Finding a solution for unregulated cryptocurrencies
While cryptocurrency is currently unregulated, the industry is taking steps to prevent fraud. Exchanges invest in network security and increase their efforts to identify brand impersonation. Given the wealth kept in exchanges, monitoring messages, manually reporting fake accounts and sending withdrawal requests is an almost impossible task. However, advances in artificial intelligence and machine learning allow exchanges to not only detect fraud, but completely eliminate it before it reaches consumers.
Users can also take steps to protect themselves. First of all, it’s critical to keep your private key and credentials to yourself, even if someone seems persuasive. Preparation before any investment is also essential, from researching coins to avoiding anything that seems too good to be true or using online forums to get differing opinions before buying a currency. To protect against phishing, users can take simple steps such as installing antivirus software and not holding large amounts of currency on an exchange.

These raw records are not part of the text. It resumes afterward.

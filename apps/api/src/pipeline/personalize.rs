//! Resume personalization. Rewrites the candidate's material for one specific
//! drive: reordered skills, impact-framed bullets, company-aware tailoring
//! notes. The model proposes; `enforce_grounding` then strips anything the
//! source profile cannot back up, so the rendered resume never claims an
//! employer or certification the student does not have.

use serde::{Deserialize, Serialize};
use tracing::{info, warn};

use crate::llm_client::prompts::{JSON_ONLY_SYSTEM, NO_FABRICATION_INSTRUCTION};
use crate::llm_client::{ChatParams, LlmClient};
use crate::models::StudentRow;

use super::company_research::CompanyResearch;
use super::job_analysis::JobAnalysis;
use super::prompts::PERSONALIZE_PROMPT;
use super::resume_parser::{CandidateProfile, NOT_MENTIONED};
use super::scoring::MatchAnalysis;
use super::skills_gap::SkillsGap;
use super::StageError;

#[derive(Debug, Clone, Serialize, Deserialize, Default)]
pub struct ResumeHeader {
    #[serde(default)]
    pub name: String,
    #[serde(default)]
    pub email: String,
    #[serde(default)]
    pub phone: String,
    #[serde(default)]
    pub location: String,
    /// Portfolio, GitHub, LinkedIn and the like, as the resume states them.
    #[serde(default)]
    pub links: Vec<String>,
}

#[derive(Debug, Clone, Serialize, Deserialize, Default)]
pub struct SkillsSection {
    #[serde(default)]
    pub primary_skills: Vec<String>,
    #[serde(default)]
    pub secondary_skills: Vec<String>,
    #[serde(default)]
    pub tooling: Vec<String>,
}

#[derive(Debug, Clone, Serialize, Deserialize)]
pub struct ExperienceItem {
    #[serde(default)]
    pub title: String,
    #[serde(default)]
    pub company: String,
    #[serde(default)]
    pub duration: String,
    #[serde(default)]
    pub impact_bullets: Vec<String>,
}

#[derive(Debug, Clone, Serialize, Deserialize)]
pub struct ProjectItem {
    #[serde(default)]
    pub name: String,
    #[serde(default)]
    pub impact_bullets: Vec<String>,
    #[serde(default)]
    pub tech_stack: Vec<String>,
}

#[derive(Debug, Clone, Serialize, Deserialize)]
pub struct EducationItem {
    #[serde(default)]
    pub degree: String,
    #[serde(default)]
    pub institution: String,
    #[serde(default)]
    pub year: String,
    #[serde(default)]
    pub cgpa: String,
}

#[derive(Debug, Clone, Serialize, Deserialize, Default)]
pub struct TailoringNotes {
    #[serde(default)]
    pub culture_fit: String,
    #[serde(default)]
    pub interview_talking_points: Vec<String>,
    #[serde(default)]
    pub ats_keywords: Vec<String>,
}

/// The full personalized resume content, ready for layout.
#[derive(Debug, Clone, Serialize, Deserialize, Default)]
pub struct PersonalizedPackage {
    #[serde(default)]
    pub header: ResumeHeader,
    /// One-line positioning statement rendered under the name.
    #[serde(default)]
    pub branding_headline: String,
    #[serde(default)]
    pub professional_summary: String,
    #[serde(default)]
    pub career_highlights: Vec<String>,
    #[serde(default)]
    pub skills: SkillsSection,
    #[serde(default)]
    pub experience: Vec<ExperienceItem>,
    #[serde(default)]
    pub projects: Vec<ProjectItem>,
    #[serde(default)]
    pub education: Vec<EducationItem>,
    #[serde(default)]
    pub certifications: Vec<String>,
    #[serde(default)]
    pub tailoring_notes: TailoringNotes,
}

/// Builds the resume header from the parsed profile, falling back to the
/// student record for fields the resume itself did not mention.
pub fn compose_header(profile: &CandidateProfile, student: &StudentRow) -> ResumeHeader {
    let pick = |from_resume: &str, fallback: Option<&str>| -> String {
        if from_resume != NOT_MENTIONED && !from_resume.trim().is_empty() {
            from_resume.to_string()
        } else {
            fallback.unwrap_or("").to_string()
        }
    };

    ResumeHeader {
        name: pick(&profile.name, Some(&student.name)),
        email: pick(&profile.email, None),
        phone: pick(&profile.phone, student.phone.as_deref()),
        location: pick(&profile.location, None),
        links: profile.links.clone(),
    }
}

/// Strips claims the candidate profile cannot back up.
///
/// Certifications are all-or-nothing: if the profile lists none, the model
/// must not introduce any. Experience items survive only if their employer
/// appears in the profile (case-insensitive).
pub fn enforce_grounding(pkg: &mut PersonalizedPackage, profile: &CandidateProfile) {
    if profile.certifications.is_empty() && !pkg.certifications.is_empty() {
        warn!(
            "Dropping {} fabricated certifications from personalized resume",
            pkg.certifications.len()
        );
        pkg.certifications.clear();
    }

    let known_companies: Vec<String> = profile
        .experience
        .iter()
        .map(|e| e.company.to_lowercase())
        .collect();
    let before = pkg.experience.len();
    pkg.experience
        .retain(|item| known_companies.contains(&item.company.to_lowercase()));
    if pkg.experience.len() < before {
        warn!(
            "Dropped {} experience items with unknown employers",
            before - pkg.experience.len()
        );
    }
}

/// Generates the personalized resume content for one drive.
pub async fn personalize_resume(
    llm: &LlmClient,
    profile: &CandidateProfile,
    student: &StudentRow,
    job: &JobAnalysis,
    research: &CompanyResearch,
    match_analysis: &MatchAnalysis,
    gap: Option<&SkillsGap>,
    job_title: &str,
    company_name: &str,
) -> Result<PersonalizedPackage, StageError> {
    let gap_json = gap
        .and_then(|g| serde_json::to_string_pretty(g).ok())
        .unwrap_or_else(|| "not available".to_string());
    let prompt = PERSONALIZE_PROMPT
        .replace(
            "{candidate_profile}",
            &serde_json::to_string_pretty(profile).unwrap_or_default(),
        )
        .replace(
            "{job_analysis}",
            &serde_json::to_string_pretty(job).unwrap_or_default(),
        )
        .replace(
            "{company_research}",
            &serde_json::to_string_pretty(research).unwrap_or_default(),
        )
        .replace(
            "{match_analysis}",
            &serde_json::to_string_pretty(match_analysis).unwrap_or_default(),
        )
        .replace("{skills_gap}", &gap_json)
        .replace("{job_title}", job_title)
        .replace("{company_name}", company_name);
    let system = format!("{JSON_ONLY_SYSTEM} {NO_FABRICATION_INSTRUCTION}");
    let params = ChatParams {
        max_tokens: 3000,
        json_mode: true,
        ..ChatParams::default()
    };

    let mut pkg: PersonalizedPackage = llm
        .call_json(&prompt, &system, &params)
        .await
        .map_err(|e| {
            warn!("Personalization failed: {e}");
            StageError::PersonalizationFailed
        })?;

    pkg.header = compose_header(profile, student);
    enforce_grounding(&mut pkg, profile);

    info!(
        "Personalized resume for {company_name}: {} experience items, {} projects",
        pkg.experience.len(),
        pkg.projects.len()
    );
    Ok(pkg)
}

#[cfg(test)]
mod tests {
    use super::*;
    use chrono::Utc;
    use uuid::Uuid;

    fn make_student() -> StudentRow {
        StudentRow {
            id: Uuid::new_v4(),
            user_id: Uuid::new_v4(),
            name: "Asha Rao".to_string(),
            enrollment_no: "EN2021001".to_string(),
            department: "CSE".to_string(),
            cgpa: Some(8.4),
            phone: Some("+91-9000000000".to_string()),
            resume_path: None,
            skills: None,
            is_approved: true,
            created_at: Utc::now(),
        }
    }

    fn make_profile(json: serde_json::Value) -> CandidateProfile {
        serde_json::from_value(json).unwrap()
    }

    #[test]
    fn test_compose_header_prefers_resume_fields() {
        let profile = make_profile(serde_json::json!({
            "name": "A. Rao",
            "phone": "+91-9111111111"
        }));
        let header = compose_header(&profile, &make_student());
        assert_eq!(header.name, "A. Rao");
        assert_eq!(header.phone, "+91-9111111111");
    }

    #[test]
    fn test_compose_header_falls_back_to_student_record() {
        let profile = make_profile(serde_json::json!({}));
        let header = compose_header(&profile, &make_student());
        assert_eq!(header.name, "Asha Rao");
        assert_eq!(header.phone, "+91-9000000000");
        assert_eq!(header.email, "");
    }

    #[test]
    fn test_enforce_grounding_clears_invented_certifications() {
        let profile = make_profile(serde_json::json!({}));
        let mut pkg = PersonalizedPackage {
            certifications: vec!["AWS Solutions Architect".to_string()],
            ..PersonalizedPackage::default()
        };
        enforce_grounding(&mut pkg, &profile);
        assert!(pkg.certifications.is_empty());
    }

    #[test]
    fn test_enforce_grounding_keeps_real_certifications() {
        let profile = make_profile(serde_json::json!({
            "certifications": ["OCI Foundations"]
        }));
        let mut pkg = PersonalizedPackage {
            certifications: vec!["OCI Foundations".to_string()],
            ..PersonalizedPackage::default()
        };
        enforce_grounding(&mut pkg, &profile);
        assert_eq!(pkg.certifications, vec!["OCI Foundations"]);
    }

    #[test]
    fn test_enforce_grounding_drops_unknown_employers() {
        let profile = make_profile(serde_json::json!({
            "experience": [{"title": "Intern", "company": "Acme Corp"}]
        }));
        let mut pkg = PersonalizedPackage {
            experience: vec![
                ExperienceItem {
                    title: "Intern".to_string(),
                    company: "ACME CORP".to_string(),
                    duration: "Summer 2024".to_string(),
                    impact_bullets: Vec::new(),
                },
                ExperienceItem {
                    title: "Engineer".to_string(),
                    company: "Globex".to_string(),
                    duration: "2023".to_string(),
                    impact_bullets: Vec::new(),
                },
            ],
            ..PersonalizedPackage::default()
        };
        enforce_grounding(&mut pkg, &profile);
        assert_eq!(pkg.experience.len(), 1);
        assert_eq!(pkg.experience[0].company, "ACME CORP");
    }
}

Looking for a gold mine or leaving empty-handed?
With prices soaring, unprecedented growth and a call to invest, it is clear why many are comparing the crypto craze to the gold rush. Now the crypto boom has opened the door to financial opportunities for coin buyers and scammers. With crypto bandits coming from all over, the industry needs to support and protect buyers from malicious attacks. These crypto investors should also be careful, do their research and take sufficient steps to protect their assets – or could end up with nothing but “fool’s gold.”
About the author: Mark Crichton is the Chief Product Officer at Outseer – the California-based fintech with a mission to rid the world of transaction fraud. He has over 20 years of experience in architecture, implementation, development and strategic consulting in global IT security and payment security solutions.